Saved data entries:
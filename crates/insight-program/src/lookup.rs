//! Candidate descriptor locations.
//!
//! Templates are listed in processing order: sources later in the list are
//! merged on top of earlier ones, so base files come first and the most
//! specific overrides come last.

use regex::Regex;
use serde::{Deserialize, Serialize};
use std::collections::{BTreeMap, BTreeSet};
use std::sync::OnceLock;

/// Variable the combiner sets to the program path before expansion.
pub const PROGRAM_DIR_VAR: &str = "PROGRAM_DIR";

/// Path of a parent program descriptor. Only the top-level program sees it;
/// packages are combined without it.
pub const PROGRAM_PARENT_VAR: &str = "PINF_PROGRAM_PARENT";

pub const DEFAULT_LOOKUP_TEMPLATES: &[&str] = &[
    "${PINF_PROGRAM_PARENT}",
    "program.json",
    ".program.json",
    "${PINF_RUNTIME}",
    "program.${PINF_MODE}.json",
];

fn placeholder_re() -> &'static Regex {
    static RE: OnceLock<Regex> = OnceLock::new();
    RE.get_or_init(|| {
        Regex::new(r"\$\{([A-Za-z_][A-Za-z0-9_]*)\}").expect("placeholder regex must compile")
    })
}

#[derive(Debug, Clone, PartialEq, Eq, Serialize, Deserialize)]
#[serde(transparent)]
pub struct LookupPaths {
    templates: Vec<String>,
}

impl Default for LookupPaths {
    fn default() -> Self {
        Self::new(DEFAULT_LOOKUP_TEMPLATES.iter().copied())
    }
}

impl LookupPaths {
    pub fn new<I, S>(templates: I) -> Self
    where
        I: IntoIterator<Item = S>,
        S: Into<String>,
    {
        Self {
            templates: templates.into_iter().map(Into::into).collect(),
        }
    }

    pub fn templates(&self) -> &[String] {
        &self.templates
    }

    /// Expand every template against `env`, in order.
    ///
    /// Templates that mention an unset or empty variable are skipped, and a
    /// candidate produced twice is only kept the first time.
    pub fn expand(&self, env: &BTreeMap<String, String>) -> Vec<String> {
        let mut seen = BTreeSet::new();
        self.templates
            .iter()
            .filter_map(|template| expand_template(template, env))
            .filter(|candidate| seen.insert(candidate.clone()))
            .collect()
    }
}

fn expand_template(template: &str, env: &BTreeMap<String, String>) -> Option<String> {
    let mut expanded = String::with_capacity(template.len());
    let mut last = 0;
    for captures in placeholder_re().captures_iter(template) {
        let whole = captures.get(0)?;
        let name = captures.get(1)?.as_str();
        let value = env.get(name).filter(|value| !value.is_empty())?;
        expanded.push_str(&template[last..whole.start()]);
        expanded.push_str(value);
        last = whole.end();
    }
    expanded.push_str(&template[last..]);
    (!expanded.trim().is_empty()).then_some(expanded)
}
//! Program descriptor normalization.
//!
//! The rule table below extends the package-level primitives with the keys a
//! program descriptor understands. Table order matters: the `package`
//! shorthand is applied before `boot` is merged, and `mappings` before
//! `bundleDependencies`, so the earlier key wins any conflict.

use crate::options::InsightOptions;
use crate::paths::{is_relative_reference, join_lexical, source_dir};
use insight_rules::{
    Literal, Normalized, Normalizer, Rule, RuleContext, RuleError, TargetPath, normalize_with,
    value_kind,
};
use serde_json::{Map, Value};

pub const BOOT_PACKAGE: TargetPath<'static> = TargetPath::new(&["boot", "package"]);
pub const BUNDLED: TargetPath<'static> = TargetPath::new(&["dependencies", "bundled"]);

pub const PROGRAM_RULES: &[Rule] = &[
    Rule::remove("$schema"),
    Rule::string("uid"),
    Rule::string("name"),
    Rule::string("description"),
    Rule::string("version"),
    Rule::string_to_object("package", &["boot", "package"]),
    Rule::merge_object_to("boot", &["boot"]),
    Rule::merge_object_to("dependencies", &["dependencies"]),
    Rule::merge_object_to("mappings", &["dependencies", "bundled"])
        .with_transform(prefix_relative_path),
    Rule::merge_object_to("bundleDependencies", &["dependencies", "bundled"])
        .with_transform(prefix_relative_path),
    Rule::object("config"),
    Rule::remove_if_match("config", Literal::Null),
    Rule::merge_object_to("env", &["env"]),
    Rule::string_to_array("extends", &["extends"]),
    Rule::array("extends"),
    Rule::boolean_to_object("debug", &["debug", "enabled"]),
    Rule::merge_object_to("debug", &["debug"]),
];

/// `pkg` becomes `./pkg`; dotted and absolute paths are left alone.
fn prefix_relative_path(value: &Value, _context: &RuleContext<'_>) -> Result<Value, RuleError> {
    let Some(path) = value.as_str() else {
        return Err(RuleError::InvalidValue {
            key: BUNDLED.to_string(),
            reason: format!("expected a path string, found {}", value_kind(value)),
        });
    };
    if path.starts_with('.') || path.starts_with('/') {
        return Ok(value.clone());
    }
    Ok(Value::String(format!("./{path}")))
}

/// Rebase a relative `boot.package` onto the directory of the descriptor
/// that declared it.
fn rebase_boot_package(
    normalized: &mut Map<String, Value>,
    context: &RuleContext<'_>,
) -> Result<(), RuleError> {
    let Some(source_path) = context.source_path else {
        return Ok(());
    };
    let Some(Value::Object(boot)) = normalized.get_mut("boot") else {
        return Ok(());
    };
    let Some(package) = boot.get_mut("package") else {
        return Ok(());
    };
    let reference = match package {
        Value::String(reference) => reference,
        other => {
            return Err(RuleError::InvalidValue {
                key: BOOT_PACKAGE.to_string(),
                reason: format!("expected a string, found {}", value_kind(other)),
            });
        }
    };
    if !is_relative_reference(reference) {
        return Ok(());
    }
    let rebased = join_lexical(&source_dir(source_path, context.root_path), reference);
    *reference = rebased;
    Ok(())
}

/// Every `dependencies.bundled` entry must be a path string. Offending
/// entries are dropped from the normalized object before the error is
/// reported, so the walker never sees them.
fn check_bundled_paths(normalized: &mut Map<String, Value>) -> Result<(), RuleError> {
    let Some(Value::Object(dependencies)) = normalized.get_mut("dependencies") else {
        return Ok(());
    };
    let bundled = match dependencies.get_mut("bundled") {
        None => return Ok(()),
        Some(Value::Object(bundled)) => bundled,
        Some(other) => {
            let found = value_kind(other);
            dependencies.remove("bundled");
            return Err(RuleError::InvalidValue {
                key: BUNDLED.to_string(),
                reason: format!("expected an object, found {found}"),
            });
        }
    };
    let mut first_invalid = None;
    bundled.retain(|alias, path| {
        if path.is_string() {
            return true;
        }
        first_invalid.get_or_insert_with(|| (alias.clone(), value_kind(path)));
        false
    });
    match first_invalid {
        None => Ok(()),
        Some((alias, found)) => Err(RuleError::InvalidValue {
            key: format!("{BUNDLED}.{alias}"),
            reason: format!("expected a path string, found {found}"),
        }),
    }
}

/// Normalize one raw program descriptor.
pub fn normalize_program(
    source_path: Option<&str>,
    raw: &Value,
    options: &InsightOptions,
) -> Normalized {
    let context = options.rule_context(source_path);
    let Value::Object(entries) = raw else {
        return normalize_with(PROGRAM_RULES, raw, context);
    };
    let mut normalizer = Normalizer::new(entries, context);
    let applied = normalizer
        .apply_all(PROGRAM_RULES)
        .and_then(|()| rebase_boot_package(normalizer.normalized_mut(), &context))
        .and_then(|()| check_bundled_paths(normalizer.normalized_mut()));
    match applied {
        Ok(()) => normalizer.finish(),
        Err(error) => normalizer.abort(error),
    }
}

Task instructions :: What lines in the records above include the string "rebased"? Copy each one.

Response ::
    let rebased = join_lexical(&source_dir(source_path, context.root_path), reference);
    *reference = rebased;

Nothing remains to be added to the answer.